LE BAR DES AFRANCESADOS : critique de Pierre Stolze parue dans la revue Galaxies n°56
reproduite avec l’autorisation de l’auteur.
L’Union européenne a éclaté en une multitude de
micros-états plus ou moins indépendants et plus ou moins phagocytés par des
puissances étrangères. Ainsi à l’Ouest nous trouvons la Bretagne, l’Alsace
(sans Mulhouse rattachée à la Suisse), l’Occitanie, la Corse, la France,
réduite à la portion congrue, et le pays basque unifié a incorporé la Navarre.
Le Royaume Uni a éclaté et l’Angleterre végète misérablement (vieux fantasme
franchouillard ?) . Chaque pays a sa langue officielle (le basque, le
breton avec toutes ses variantes locales, l’alsacien ...) et c’est un cauchemar
pour les interprètes du Parlement européen.

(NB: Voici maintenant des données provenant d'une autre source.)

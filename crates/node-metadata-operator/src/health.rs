//! Liveness and readiness endpoints.

use axum::{extract::State, http::StatusCode, response::Json, routing::get, Router};
use serde_json::{json, Value};
use std::sync::atomic::{AtomicBool, Ordering};
use std::sync::Arc;
use tokio_util::sync::CancellationToken;
use tracing::info;

/// Shared readiness flag, flipped once startup checks pass.
#[derive(Clone, Default)]
pub struct Readiness {
    ready: Arc<AtomicBool>,
}

impl Readiness {
    pub fn mark_ready(&self) {
        self.ready.store(true, Ordering::SeqCst);
    }

    #[must_use]
    pub fn is_ready(&self) -> bool {
        self.ready.load(Ordering::SeqCst)
    }
}

pub fn router(readiness: Readiness) -> Router {
    Router::new()
        .route("/health", get(health))
        .route("/ready", get(ready))
        .with_state(readiness)
}

async fn health() -> Json<Value> {
    Json(json!({
        "status": "healthy",
        "service": "node-metadata-operator",
        "version": env!("CARGO_PKG_VERSION"),
    }))
}

async fn ready(State(readiness): State<Readiness>) -> (StatusCode, Json<Value>) {
    if readiness.is_ready() {
        (StatusCode::OK, Json(json!({ "status": "ready" })))
    } else {
        (
            StatusCode::SERVICE_UNAVAILABLE,
            Json(json!({ "status": "starting" })),
        )
    }
}

/// Serve the health endpoints until `shutdown` is cancelled.
pub async fn serve(
    bind_address: &str,
    readiness: Readiness,
    shutdown: CancellationToken,
) -> std::io::Result<()> {
    let listener = tokio::net::TcpListener::bind(bind_address).await?;
    info!("Health endpoints listening on {}", bind_address);

    axum::serve(listener, router(readiness))
        .with_graceful_shutdown(shutdown.cancelled_owned())
        .await
}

Le roman va suivre, sur des décennies, les
tribulations de Maïté, jeune fille basque née à Baïona (Bayonne). Dans cette
cité, les concessions étrangères se mutiplient, chinoises ou qataries. Des
Ecossais gardent la Citadelle, et les Anglais fournissent une main d’oeuvre bon
marché. D’ailleurs, et de plus en plus, les travailleurs autochtones sont remplacés
par des étrangers taillables et corvéables à merci. Tous les basques vivent
dans le mythe et l’histoire truquée. Ainsi, Jean de la Fontaine , l’auteur de
la fable Le Loup et le Chien, devient un basque, Johannes Iturri, auteur
de « Otsoa eta Hora ». Ainsi encore le grand père terrible de
Maïté réinvente son passé de malfrat en celui d’un héroïque indépendantiste
ayant participé à la guerre de l’anchois contre les marins bretons. Le père de
Maïté est simple employé au golf local, sa mère femme de ménage pour la famille
du gouverneur de la concession chinoise. Au début du roman, la très jeune fille
est engagée tous les mercredis pour apprendre le basque, pardon l’euskara, à la
fille du gouverneur, la petite Mei. Qu’elle perdra vite de vue. Puis, après un projet
de mariage qui tombe à l’eau (son fiancé, grièvement blessé par des
indépendantistes de Navarre et ayant perdu l’usage de ses deux jambes, lui a
redonné sa liberté), elle épouse un breton, Gaël Fromentin, frère d’une Nolwen
qui fut la correspondante de Maïté à Naoned (Nantes) . Maïté va donc vivre un
temps là-bas , donne naissance à un garçon, Yann, avant de suivre son mari à
Strossburi (Strasbourg) où il vient d’obtenir une promotion. Car Gaël travaille
pour une multinationale de la communication, la société Pear, dont le symbole
est une poire entamée (et on aura reconnu le modèle , Apple). À Strossburi,
Maïté, devenue assistante sociale, aide des Corses dans la misère (les nouveaux
boat-people). Elle suit enfin son mari à Paris pour découvrir que la capitale
de la France n’est absolument pas une ville ruinée où pullulent les loups, mais
une cité riante et cosmopolite. Elle est engagée alors dans une maternité de
mères porteuses galloises et fréquente le bar des « Afrancesados »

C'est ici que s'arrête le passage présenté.